Más allá de la historia, del argumento, de la trama, del lenguaje de Onetti, de mi desconocimiento de su obra, están los ecos. Los ecos que me han ido resonando mientras leía la novela. Ecos anacrónicos pero que se agitan en mi mente lectora. Y es que resuenan en mi mente Marguerite Duras y Malcolm Lowry. Me resuenan con insistencia, forzando unos paralelismos que no existen pero que yo veo. Me resuena la Duras en el ambiente fantasmagórico y decadente del hotel, del pueblo, me resuena en las esperas resignadas de las mujeres sin nombre, me resuena en la normalidad con que viven el hombre sin nombre y sus dos ellas sin nombre los comportamientos más (a ojos de los demás) extraños. Y me resuena Lowry en el ambiente del almacén, en los supuestos ríos de alcohol en el chalé de las portuguesas, en la dicotomía del triángulo amoroso, en la actitud del hombre sin nombre: el reverso tranquilo del Cónsul, un Cónsul apaciguado. Resuenan. Me resuenan. Y resuenan también en la presencia espectral de la muerte. Retruenan en la presencia espectral de la muerte.

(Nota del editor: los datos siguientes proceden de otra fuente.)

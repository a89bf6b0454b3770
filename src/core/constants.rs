/// Fixed protocol constants
///
/// These values are part of the wire format shared with node software. Changing any of
/// them breaks interoperability, so they live in one place and nothing recomputes them.
///
/// ## Units
/// - **Trit**: one balanced ternary digit
/// - **Tryte**: three trits, written as one character of `TRYTE_ALPHABET`
/// - **Hash**: 243 trits, 81 trytes, 48 bytes once bridged through the big integer
///
/// Radix-27 alphabet, `9` is the zero tryte
pub const TRYTE_ALPHABET: &str = "9ABCDEFGHIJKLMNOPQRSTUVWXYZ";

pub const TRYTE_SPACE: usize = 27;
pub const TRITS_PER_TRYTE: usize = 3;

/// Hash width in trits (one sponge rate)
pub const HASH_LENGTH_TRITS: usize = 243;
/// Hash width in trytes
pub const HASH_LENGTH: usize = 81;
/// Hash width in bytes
pub const BYTE_HASH_LENGTH: usize = 48;

pub const ADDRESS_LENGTH: usize = 81;
pub const CHECKSUM_LENGTH: usize = 9;
pub const ADDRESS_LENGTH_WITH_CHECKSUM: usize = ADDRESS_LENGTH + CHECKSUM_LENGTH;

pub const SEED_LENGTH: usize = 81;
pub const TAG_LENGTH: usize = 27;
pub const NONCE_LENGTH: usize = 27;

/// Number of 243-trit chunks in one key fragment
pub const FRAGMENT_LENGTH: usize = 27;
/// Trits in one key/signature fragment (27 * 243)
pub const KEY_FRAGMENT_LENGTH: usize = FRAGMENT_LENGTH * HASH_LENGTH_TRITS;
/// Trytes in one signature/message fragment
pub const SIGNATURE_FRAGMENT_LENGTH: usize = KEY_FRAGMENT_LENGTH / TRITS_PER_TRYTE;

pub const TRANSACTION_LENGTH: usize = 2673;
pub const TRANSACTION_LENGTH_TRITS: usize = TRANSACTION_LENGTH * TRITS_PER_TRYTE;

/// Normalized bundle values live in [-MAX_TRYTE_VALUE, MAX_TRYTE_VALUE]
pub const MAX_TRYTE_VALUE: i8 = 13;

pub const MIN_SECURITY_LEVEL: u8 = 1;
pub const MAX_SECURITY_LEVEL: u8 = 3;

/// All-zero 81-tryte hash used for unset trunk/branch references
pub const EMPTY_HASH: &str =
    "999999999999999999999999999999999999999999999999999999999999999999999999999999999";

/// Validates a security level, shared by every derivation entry point
pub fn check_security(security: u8) -> crate::error::Result<u8> {
    if (MIN_SECURITY_LEVEL..=MAX_SECURITY_LEVEL).contains(&security) {
        Ok(security)
    } else {
        Err(crate::error::TernaryError::InvalidSecurityLevel(
            security as i64,
        ))
    }
}

#[cfg(test)]
mod tests {
    use super::*;

    #[test]
    fn test_derived_lengths() {
        assert_eq!(KEY_FRAGMENT_LENGTH, 6561);
        assert_eq!(SIGNATURE_FRAGMENT_LENGTH, 2187);
        assert_eq!(TRANSACTION_LENGTH_TRITS, 8019);
        assert_eq!(EMPTY_HASH.len(), HASH_LENGTH);
        assert_eq!(TRYTE_ALPHABET.len(), TRYTE_SPACE);
    }

    #[test]
    fn test_security_bounds() {
        assert!(check_security(0).is_err());
        assert_eq!(check_security(1).unwrap(), 1);
        assert_eq!(check_security(3).unwrap(), 3);
        assert!(check_security(4).is_err());
    }
}
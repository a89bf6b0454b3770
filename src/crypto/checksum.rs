use crate::core::constants::{ADDRESS_LENGTH, ADDRESS_LENGTH_WITH_CHECKSUM, CHECKSUM_LENGTH};
use crate::crypto::kerl::Kerl;
use crate::crypto::sponge::Sponge;
use crate::error::{Result, TernaryError};
use crate::trinary::{is_valid_trytes_of_len, trits_to_trytes, trytes_to_trits};

fn check_bare_address(address: &str) -> Result<()> {
    if !is_valid_trytes_of_len(address, ADDRESS_LENGTH) {
        return Err(TernaryError::InvalidAddress(format!(
            "expected {ADDRESS_LENGTH} trytes, got '{address}'"
        )));
    }
    Ok(())
}

/// 9-tryte checksum of an 81-tryte address: the tail of its Kerl hash
pub fn checksum(address: &str) -> Result<String> {
    check_bare_address(address)?;
    let hash = Kerl::new().hash(&trytes_to_trits(address)?)?;
    let trytes = trits_to_trytes(&hash)?;
    Ok(trytes[ADDRESS_LENGTH - CHECKSUM_LENGTH..].to_string())
}

pub fn add_checksum(address: &str) -> Result<String> {
    Ok(format!("{address}{}", checksum(address)?))
}

pub fn remove_checksum(address: &str) -> Result<String> {
    if !is_valid_trytes_of_len(address, ADDRESS_LENGTH_WITH_CHECKSUM) {
        return Err(TernaryError::InvalidAddress(format!(
            "expected {ADDRESS_LENGTH_WITH_CHECKSUM} trytes, got '{address}'"
        )));
    }
    Ok(address[..ADDRESS_LENGTH].to_string())
}

pub fn is_valid_checksum(address_with_checksum: &str) -> bool {
    match remove_checksum(address_with_checksum) {
        Ok(bare) => add_checksum(&bare)
            .map(|full| full == address_with_checksum)
            .unwrap_or(false),
        Err(_) => false,
    }
}
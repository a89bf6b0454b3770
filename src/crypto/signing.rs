//! One-time signatures over Kerl
//!
//! A key is `security` fragments of 27 hash-width chunks. Signing a chunk hashes it
//! `13 - n` times for a normalized bundle value `n`, verifying hashes the signature a
//! further `13 + n` times. Both sides end at the chunk hashed 26 times, which is what
//! the address commits to.

use crate::core::constants::{
    check_security, ADDRESS_LENGTH, ADDRESS_LENGTH_WITH_CHECKSUM, FRAGMENT_LENGTH,
    HASH_LENGTH_TRITS, KEY_FRAGMENT_LENGTH, MAX_TRYTE_VALUE, SEED_LENGTH,
    SIGNATURE_FRAGMENT_LENGTH,
};
use crate::core::bundle::normalized_bundle;
use crate::crypto::kerl::Kerl;
use crate::crypto::sponge::Sponge;
use crate::error::{Result, TernaryError};
use crate::trinary::{
    add_to_trits, check_trytes, is_valid_trytes, pad_trytes, trits_to_trytes, trytes_to_trits,
    Trit, Trits,
};
use serde::{Deserialize, Serialize};

/// Address plus the fragments that sign for it
#[derive(Debug, Clone, Default, PartialEq, Eq, Serialize, Deserialize)]
pub struct Signature {
    address: String,
    signature_fragments: Vec<String>,
}

impl Signature {
    pub fn new(address: &str, signature_fragments: Vec<String>) -> Signature {
        Signature {
            address: address.to_string(),
            signature_fragments,
        }
    }

    pub fn get_address(&self) -> &str {
        &self.address
    }

    pub fn get_signature_fragments(&self) -> &[String] {
        &self.signature_fragments
    }

    pub fn add_fragment(&mut self, fragment: String) {
        self.signature_fragments.push(fragment);
    }
}

/// Seed trits padded to a full hash width
fn seed_trits(seed: &str) -> Result<Trits> {
    check_trytes(seed).map_err(|e| TernaryError::InvalidSeed(e.to_string()))?;
    if seed.len() > SEED_LENGTH {
        return Err(TernaryError::InvalidSeed(format!(
            "{} trytes, at most {SEED_LENGTH} allowed",
            seed.len()
        )));
    }
    trytes_to_trits(&pad_trytes(seed, SEED_LENGTH))
}

/// Private key for `(seed, index, security)`, `security * 6561` trits
pub fn key(seed: &str, index: u64, security: u8) -> Result<Trits> {
    check_security(security)?;
    let mut seed = seed_trits(seed)?;

    let index = i64::try_from(index)
        .map_err(|_| TernaryError::InvalidSeed(format!("key index {index} out of range")))?;
    add_to_trits(&mut seed, index);

    let mut kerl = Kerl::new();
    kerl.absorb_all(&seed)?;
    kerl.squeeze_into(&mut seed)?;
    kerl.reset();
    kerl.absorb_all(&seed)?;

    let mut key = vec![0 as Trit; security as usize * KEY_FRAGMENT_LENGTH];
    kerl.squeeze_into(&mut key)?;
    Ok(key)
}

fn check_fragments(trits: &[Trit], what: &'static str) -> Result<()> {
    if trits.is_empty() || trits.len() % KEY_FRAGMENT_LENGTH != 0 {
        return Err(TernaryError::InvalidLength {
            what,
            expected: KEY_FRAGMENT_LENGTH,
            actual: trits.len(),
        });
    }
    Ok(())
}

/// Hashes one 243-trit chunk in place `times` times
fn hash_chunk(kerl: &mut Kerl, chunk: &mut [Trit], times: usize) -> Result<()> {
    for _ in 0..times {
        kerl.reset();
        kerl.absorb_all(chunk)?;
        kerl.squeeze_into(chunk)?;
    }
    Ok(())
}

/// One 243-trit digest per key fragment
pub fn digests(key: &[Trit]) -> Result<Trits> {
    check_fragments(key, "key")?;
    let mut kerl = Kerl::new();
    let mut digests = Trits::with_capacity(key.len() / FRAGMENT_LENGTH);

    for key_fragment in key.chunks_exact(KEY_FRAGMENT_LENGTH) {
        let mut fragment = key_fragment.to_vec();
        for chunk in fragment.chunks_exact_mut(HASH_LENGTH_TRITS) {
            hash_chunk(&mut kerl, chunk, FRAGMENT_LENGTH - 1)?;
        }

        kerl.reset();
        kerl.absorb_all(&fragment)?;
        let mut digest = vec![0 as Trit; HASH_LENGTH_TRITS];
        kerl.squeeze_into(&mut digest)?;
        digests.extend_from_slice(&digest);
    }
    Ok(digests)
}

/// Address trits committing to a set of digests
pub fn address(digests: &[Trit]) -> Result<Trits> {
    if digests.is_empty() || digests.len() % HASH_LENGTH_TRITS != 0 {
        return Err(TernaryError::length(
            "digests",
            HASH_LENGTH_TRITS,
            digests.len(),
        ));
    }
    Kerl::new().hash(digests)
}

fn check_normalized(normalized_fragment: &[i8]) -> Result<()> {
    if normalized_fragment.len() < FRAGMENT_LENGTH {
        return Err(TernaryError::length(
            "normalized fragment",
            FRAGMENT_LENGTH,
            normalized_fragment.len(),
        ));
    }
    match normalized_fragment[..FRAGMENT_LENGTH]
        .iter()
        .find(|v| !(-MAX_TRYTE_VALUE..=MAX_TRYTE_VALUE).contains(*v))
    {
        Some(value) => Err(TernaryError::InvalidTrits(format!(
            "normalized value {value} outside [-13, 13]"
        ))),
        None => Ok(()),
    }
}

/// Verifier side: finishes the hash chains of a signature fragment
pub fn digest(normalized_fragment: &[i8], signature_fragment: &[Trit]) -> Result<Trits> {
    check_normalized(normalized_fragment)?;
    if signature_fragment.len() != KEY_FRAGMENT_LENGTH {
        return Err(TernaryError::length(
            "signature fragment",
            KEY_FRAGMENT_LENGTH,
            signature_fragment.len(),
        ));
    }

    let mut accumulator = Kerl::new();
    let mut kerl = Kerl::new();
    let mut buffer = [0 as Trit; HASH_LENGTH_TRITS];

    for (chunk, &value) in signature_fragment
        .chunks_exact(HASH_LENGTH_TRITS)
        .zip(normalized_fragment)
    {
        buffer.copy_from_slice(chunk);
        hash_chunk(&mut kerl, &mut buffer, (value + MAX_TRYTE_VALUE) as usize)?;
        accumulator.absorb_all(&buffer)?;
    }

    let mut digest = vec![0 as Trit; HASH_LENGTH_TRITS];
    accumulator.squeeze_into(&mut digest)?;
    Ok(digest)
}

/// Signer side: advances each key chunk `13 - n` steps along its hash chain
pub fn signature_fragment(normalized_fragment: &[i8], key_fragment: &[Trit]) -> Result<Trits> {
    check_normalized(normalized_fragment)?;
    if key_fragment.len() != KEY_FRAGMENT_LENGTH {
        return Err(TernaryError::length(
            "key fragment",
            KEY_FRAGMENT_LENGTH,
            key_fragment.len(),
        ));
    }

    let mut kerl = Kerl::new();
    let mut fragment = key_fragment.to_vec();
    for (chunk, &value) in fragment
        .chunks_exact_mut(HASH_LENGTH_TRITS)
        .zip(normalized_fragment)
    {
        hash_chunk(&mut kerl, chunk, (MAX_TRYTE_VALUE - value) as usize)?;
    }
    Ok(fragment)
}

/// Derives the 81-tryte address for `(seed, index, security)`
pub fn new_address(seed: &str, index: u64, security: u8) -> Result<String> {
    let key = key(seed, index, security)?;
    let digests = digests(&key)?;
    trits_to_trytes(&address(&digests)?)
}

/// True when the fragments reproduce `expected_address` for this bundle hash
pub fn validate_signatures(
    expected_address: &str,
    signature_fragments: &[String],
    bundle_hash: &str,
) -> Result<bool> {
    if !is_valid_trytes(expected_address) {
        return Err(TernaryError::InvalidAddress(format!(
            "{expected_address} is not trytes"
        )));
    }
    let expected = match expected_address.len() {
        ADDRESS_LENGTH | ADDRESS_LENGTH_WITH_CHECKSUM => &expected_address[..ADDRESS_LENGTH],
        other => {
            return Err(TernaryError::InvalidAddress(format!(
                "{other} trytes, expected {ADDRESS_LENGTH} or {ADDRESS_LENGTH_WITH_CHECKSUM}"
            )))
        }
    };
    if signature_fragments.is_empty() {
        return Ok(false);
    }

    let normalized = normalized_bundle(bundle_hash)?;
    let mut digests = Trits::with_capacity(signature_fragments.len() * HASH_LENGTH_TRITS);

    for (i, fragment) in signature_fragments.iter().enumerate() {
        if fragment.len() != SIGNATURE_FRAGMENT_LENGTH {
            return Err(TernaryError::length(
                "signature fragment",
                SIGNATURE_FRAGMENT_LENGTH,
                fragment.len(),
            ));
        }
        let group = i % 3;
        let normalized_fragment = &normalized[group * FRAGMENT_LENGTH..][..FRAGMENT_LENGTH];
        let fragment_trits = trytes_to_trits(fragment)?;
        digests.extend_from_slice(&digest(normalized_fragment, &fragment_trits)?);
    }

    let derived = trits_to_trytes(&address(&digests)?)?;
    Ok(derived == expected)
}
// JSON helpers for handing transactions and bundles to other tools
use crate::error::{Result, TernaryError};
use serde::{de::DeserializeOwned, Serialize};

/// Serialize data as pretty-printed JSON
pub fn to_json<T: Serialize>(data: &T) -> Result<String> {
    serde_json::to_string_pretty(data)
        .map_err(|e| TernaryError::Serialization(format!("Serialization failed: {e}")))
}

/// Deserialize data from JSON
pub fn from_json<T: DeserializeOwned>(json: &str) -> Result<T> {
    serde_json::from_str(json)
        .map_err(|e| TernaryError::Serialization(format!("Deserialization failed: {e}")))
}
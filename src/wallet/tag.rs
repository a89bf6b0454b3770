use crate::core::constants::TAG_LENGTH;
use crate::error::{Result, TernaryError};
use crate::trinary::{is_valid_trytes, pad_trytes};
use serde::{Deserialize, Serialize};

/// Free-form tag of at most 27 trytes, kept without its `9` padding
#[derive(Debug, Clone, Default, PartialEq, Eq, Serialize, Deserialize)]
pub struct Tag {
    tag: String,
}

impl Tag {
    pub fn new(tag: &str) -> Result<Tag> {
        if tag.len() > TAG_LENGTH {
            return Err(TernaryError::InvalidTag(format!(
                "{} trytes, at most {TAG_LENGTH} allowed",
                tag.len()
            )));
        }
        if !is_valid_trytes(tag) {
            return Err(TernaryError::InvalidTag(format!(
                "'{tag}' is not a tryte string"
            )));
        }
        Ok(Tag {
            tag: tag.trim_end_matches('9').to_string(),
        })
    }

    pub fn get_trytes(&self) -> &str {
        &self.tag
    }

    /// The tag as it sits in a transaction
    pub fn get_padded(&self) -> String {
        pad_trytes(&self.tag, TAG_LENGTH)
    }

    pub fn is_empty(&self) -> bool {
        self.tag.is_empty()
    }
}
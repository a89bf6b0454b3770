use crate::core::constants::HASH_LENGTH_TRITS;
use crate::crypto::sponge::{check_window, Sponge};
use crate::error::{Result, TernaryError};
use crate::trinary::{is_valid_trits, Trit};

/// Sponge state width, three hash widths
pub const STATE_LENGTH: usize = 3 * HASH_LENGTH_TRITS;

// Output trit for s[p] + 4 * s[q] + 5
const TRUTH_TABLE: [Trit; 11] = [1, 0, -1, 2, 1, -1, 0, 2, -1, 1, 0];

const fn build_transform_indices() -> [usize; STATE_LENGTH + 1] {
    let mut indices = [0usize; STATE_LENGTH + 1];
    let mut i = 0;
    while i < STATE_LENGTH {
        indices[i + 1] = if indices[i] < 365 {
            indices[i] + 364
        } else {
            indices[i] - 365
        };
        i += 1;
    }
    indices
}

/// Position `i` of a round reads `TRANSFORM_INDICES[i]` and `TRANSFORM_INDICES[i + 1]`
pub const TRANSFORM_INDICES: [usize; STATE_LENGTH + 1] = build_transform_indices();

/// Round count, 81 is what transaction hashing and proof of work use
#[derive(Debug, Clone, Copy, PartialEq, Eq, Default)]
pub enum CurlMode {
    CurlP27,
    #[default]
    CurlP81,
}

impl CurlMode {
    pub fn rounds(self) -> usize {
        match self {
            CurlMode::CurlP27 => 27,
            CurlMode::CurlP81 => 81,
        }
    }

    pub fn from_rounds(rounds: usize) -> Option<CurlMode> {
        match rounds {
            27 => Some(CurlMode::CurlP27),
            81 => Some(CurlMode::CurlP81),
            _ => None,
        }
    }
}

/// Scalar Curl, one trit per state cell
#[derive(Clone)]
pub struct Curl {
    state: [Trit; STATE_LENGTH],
    mode: CurlMode,
}

impl Default for Curl {
    fn default() -> Self {
        Curl::new(CurlMode::default())
    }
}

impl Curl {
    pub fn new(mode: CurlMode) -> Curl {
        Curl {
            state: [0; STATE_LENGTH],
            mode,
        }
    }

    pub fn get_mode(&self) -> CurlMode {
        self.mode
    }

    pub fn get_state(&self) -> &[Trit; STATE_LENGTH] {
        &self.state
    }

    fn transform(&mut self) {
        let mut scratch = [0 as Trit; STATE_LENGTH];
        for _ in 0..self.mode.rounds() {
            scratch.copy_from_slice(&self.state);
            for (i, cell) in self.state.iter_mut().enumerate() {
                let a = scratch[TRANSFORM_INDICES[i]];
                let b = scratch[TRANSFORM_INDICES[i + 1]];
                *cell = TRUTH_TABLE[(a + (b << 2) + 5) as usize];
            }
        }
    }
}

impl Sponge for Curl {
    type Cell = Trit;

    fn reset(&mut self) {
        self.state = [0; STATE_LENGTH];
    }

    fn absorb(&mut self, input: &[Trit], offset: usize, length: usize) -> Result<()> {
        check_window(input.len(), offset, length)?;
        let window = &input[offset..offset + length];
        if !is_valid_trits(window) {
            return Err(TernaryError::InvalidTrits(
                "curl input contains a value outside {-1, 0, 1}".to_string(),
            ));
        }
        for chunk in window.chunks_exact(HASH_LENGTH_TRITS) {
            self.state[..HASH_LENGTH_TRITS].copy_from_slice(chunk);
            self.transform();
        }
        Ok(())
    }

    fn squeeze(&mut self, output: &mut [Trit], offset: usize, length: usize) -> Result<()> {
        check_window(output.len(), offset, length)?;
        for chunk in output[offset..offset + length].chunks_exact_mut(HASH_LENGTH_TRITS) {
            chunk.copy_from_slice(&self.state[..HASH_LENGTH_TRITS]);
            self.transform();
        }
        Ok(())
    }
}
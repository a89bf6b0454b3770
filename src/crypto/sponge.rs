//! Shared sponge interface
//!
//! Curl, the lane-parallel pair Curl and Kerl all absorb and squeeze in 243-element
//! blocks. Callers pick the implementation, the calling code stays the same.

use crate::core::constants::HASH_LENGTH_TRITS;
use crate::error::{Result, TernaryError};

pub trait Sponge {
    /// Element type the sponge works on: a trit, or a 64-lane trit pair
    type Cell: Copy + Default;

    /// Back to the initial state, required between independent hashes
    fn reset(&mut self);

    /// Consumes `input[offset..offset + length]`, one transform per 243 elements
    fn absorb(&mut self, input: &[Self::Cell], offset: usize, length: usize) -> Result<()>;

    /// Fills `output[offset..offset + length]`, one transform per 243 elements
    fn squeeze(&mut self, output: &mut [Self::Cell], offset: usize, length: usize)
        -> Result<()>;

    fn absorb_all(&mut self, input: &[Self::Cell]) -> Result<()> {
        self.absorb(input, 0, input.len())
    }

    fn squeeze_into(&mut self, output: &mut [Self::Cell]) -> Result<()> {
        let length = output.len();
        self.squeeze(output, 0, length)
    }

    /// Reset, absorb everything, squeeze one hash
    fn hash(&mut self, input: &[Self::Cell]) -> Result<Vec<Self::Cell>> {
        self.reset();
        self.absorb_all(input)?;
        let mut output = vec![Self::Cell::default(); HASH_LENGTH_TRITS];
        self.squeeze_into(&mut output)?;
        Ok(output)
    }
}

/// Checks an absorb/squeeze window against its buffer
pub(crate) fn check_window(buffer_len: usize, offset: usize, length: usize) -> Result<()> {
    if length == 0 || length % HASH_LENGTH_TRITS != 0 {
        return Err(TernaryError::Crypto(format!(
            "sponge length {length} is not a positive multiple of {HASH_LENGTH_TRITS}"
        )));
    }
    match offset.checked_add(length) {
        Some(end) if end <= buffer_len => Ok(()),
        _ => Err(TernaryError::Crypto(format!(
            "sponge window {offset}+{length} exceeds buffer of {buffer_len}"
        ))),
    }
}

#[cfg(test)]
mod tests {
    use super::*;

    #[test]
    fn test_check_window() {
        assert!(check_window(243, 0, 243).is_ok());
        assert!(check_window(729, 243, 486).is_ok());
        assert!(check_window(243, 0, 0).is_err());
        assert!(check_window(486, 0, 244).is_err());
        assert!(check_window(243, 1, 243).is_err());
        assert!(check_window(243, usize::MAX, 243).is_err());
    }
}
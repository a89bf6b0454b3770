//! Balanced ternary encoding
//!
//! Conversions between trits, trytes, integers, ASCII and the 48-byte form hashes take
//! when they pass through Keccak.

pub mod big_int;
pub mod codec;

pub use big_int::{bytes_to_trits, trits_to_bytes, BigInt384};
pub use codec::{
    add_to_trits, check_trytes, int_to_trits, int_to_trits_padded, is_valid_hash,
    is_valid_trit, is_valid_trits, is_valid_trytes, is_valid_trytes_of_len, pad_trytes,
    string_to_trytes, trits_to_int, trits_to_trytes, trits_to_trytes_len, tryte_to_trits,
    tryte_value, trytes_to_string, trytes_to_trits, Trit, Trits,
};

Leo ahora el epílogo de Rafael García Maldonado y se abre a mis pies la zanja del desconocimiento, una zanja mucho mayor de la que preveía. Revela él la técnica onettiana de los dos itinerarios, lo que sucede a ojos de todos, lo que se conjetura a partir de estos hechos. Revela la ambigüedad literaria, el punto ciego de lo no narrado, la cronología inversa entre lo sabido y lo sucedido. Revela y especula, desde la imposibilidad del empirismo pero apuntalado en posibilidades posibles, sobre las razones del hombre sin nombre no sólo para con sus acciones sino también para con sus emociones. Revela los ecos técnicos y góticos de Henry James que, objetivamente, tintinean en la obra.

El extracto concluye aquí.